** What to do **
A complete response lists each line of the data below that includes the word "Option".

Saved entries
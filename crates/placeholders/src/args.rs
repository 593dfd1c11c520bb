//! Directive argument parsing.
//!
//! A directive body is a whitespace-separated list of `key=value` pairs.
//! Bare keys are converted from `snake_case` to `camelCase`; single-quoted
//! keys are kept verbatim.  Values may be double-quoted, single-quoted or
//! bare; only bare values are coerced to booleans and numbers.

use std::collections::BTreeMap;
use std::iter::Peekable;
use std::str::Chars;

#[derive(Debug, Clone, PartialEq)]
pub enum ArgValue {
    Str(String),
    Number(f64),
    Bool(bool),
}

impl ArgValue {
    pub fn as_str(&self) -> Option<&str> {
        match self {
            ArgValue::Str(s) => Some(s),
            _ => None,
        }
    }

    pub fn as_f64(&self) -> Option<f64> {
        match self {
            ArgValue::Number(n) => Some(*n),
            _ => None,
        }
    }

    pub fn as_bool(&self) -> Option<bool> {
        match self {
            ArgValue::Bool(b) => Some(*b),
            _ => None,
        }
    }

    /// Render the value as text whatever its type (`id=42` is still an id).
    pub fn to_text(&self) -> String {
        match self {
            ArgValue::Str(s) => s.clone(),
            ArgValue::Number(n) if n.fract() == 0.0 && n.abs() < 1e15 => {
                format!("{}", *n as i64)
            }
            ArgValue::Number(n) => n.to_string(),
            ArgValue::Bool(b) => b.to_string(),
        }
    }
}

pub type ArgMap = BTreeMap<String, ArgValue>;

/// Parse the arguments of a full directive match such as
/// `{{#selector key_one=val1 flag=false}}`.
pub fn parse_args(raw: &str, name: &str) -> ArgMap {
    let trimmed = raw.trim();
    let body = trimmed
        .strip_prefix("{{#")
        .and_then(|rest| rest.strip_prefix(name))
        .unwrap_or(trimmed);
    let body = body.strip_suffix("}}").unwrap_or(body);
    parse_arg_body(body)
}

/// Parse a directive body (the text between the name and the closing braces).
pub fn parse_arg_body(body: &str) -> ArgMap {
    let mut args = ArgMap::new();
    let mut chars = body.chars().peekable();

    loop {
        while chars.next_if(|c| c.is_whitespace()).is_some() {}
        let Some(&first) = chars.peek() else {
            break;
        };

        let key = if first == '\'' {
            chars.next();
            take_until(&mut chars, '\'')
        } else {
            let mut bare = String::new();
            while let Some(c) = chars.next_if(|c| *c != '=' && !c.is_whitespace()) {
                bare.push(c);
            }
            snake_to_camel(&bare)
        };

        // Tokens without `=` carry no value and are ignored.
        if chars.next_if_eq(&'=').is_none() {
            continue;
        }

        let value = match chars.peek() {
            Some(&quote @ ('"' | '\'')) => {
                chars.next();
                ArgValue::Str(take_until(&mut chars, quote))
            }
            _ => {
                let mut bare = String::new();
                while let Some(c) = chars.next_if(|c| !c.is_whitespace()) {
                    bare.push(c);
                }
                coerce(&bare)
            }
        };

        if !key.is_empty() {
            args.insert(key, value);
        }
    }

    args
}

/// Split a comma-separated list.  Quoted items are kept exactly (commas
/// and spaces included); bare items are trimmed and empty ones dropped.
pub fn parse_list(raw: &str) -> Vec<String> {
    let mut items = Vec::new();
    let mut current = String::new();
    let mut quote: Option<char> = None;
    let mut quoted = false;

    for c in raw.chars() {
        match quote {
            Some(q) if c == q => quote = None,
            Some(_) => current.push(c),
            None => match c {
                '"' | '\'' if !quoted && current.trim().is_empty() => {
                    current.clear();
                    quote = Some(c);
                    quoted = true;
                }
                ',' => {
                    push_item(&mut items, &mut current, quoted);
                    quoted = false;
                }
                // Anything between a closing quote and the next comma.
                _ if quoted => {}
                _ => current.push(c),
            },
        }
    }
    push_item(&mut items, &mut current, quoted);

    items
}

fn push_item(items: &mut Vec<String>, current: &mut String, quoted: bool) {
    let item = std::mem::take(current);
    if quoted {
        items.push(item);
    } else {
        let trimmed = item.trim();
        if !trimmed.is_empty() {
            items.push(trimmed.to_owned());
        }
    }
}

/// Consume characters up to (and including) `end`.  An unterminated quote
/// runs to the end of input.
fn take_until(chars: &mut Peekable<Chars<'_>>, end: char) -> String {
    let mut out = String::new();
    for c in chars.by_ref() {
        if c == end {
            break;
        }
        out.push(c);
    }
    out
}

fn coerce(raw: &str) -> ArgValue {
    match raw {
        "true" => return ArgValue::Bool(true),
        "false" => return ArgValue::Bool(false),
        _ => {}
    }

    let numeric_shape = raw.chars().any(|c| c.is_ascii_digit())
        && raw
            .chars()
            .all(|c| c.is_ascii_digit() || matches!(c, '-' | '+' | '.' | 'e' | 'E'));
    if numeric_shape {
        if let Ok(n) = raw.parse::<f64>() {
            if n.is_finite() {
                return ArgValue::Number(n);
            }
        }
    }

    ArgValue::Str(raw.to_owned())
}

fn snake_to_camel(key: &str) -> String {
    let mut out = String::with_capacity(key.len());
    let mut upper_next = false;
    for c in key.chars() {
        if c == '_' {
            upper_next = !out.is_empty();
            continue;
        }
        if upper_next {
            out.extend(c.to_uppercase());
        } else {
            out.push(c);
        }
        upper_next = false;
    }
    out
}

** Response **
    pub fn as_str(&self) -> Option<&str> {
    pub fn as_f64(&self) -> Option<f64> {
    pub fn as_bool(&self) -> Option<bool> {
    let mut quote: Option<char> = None;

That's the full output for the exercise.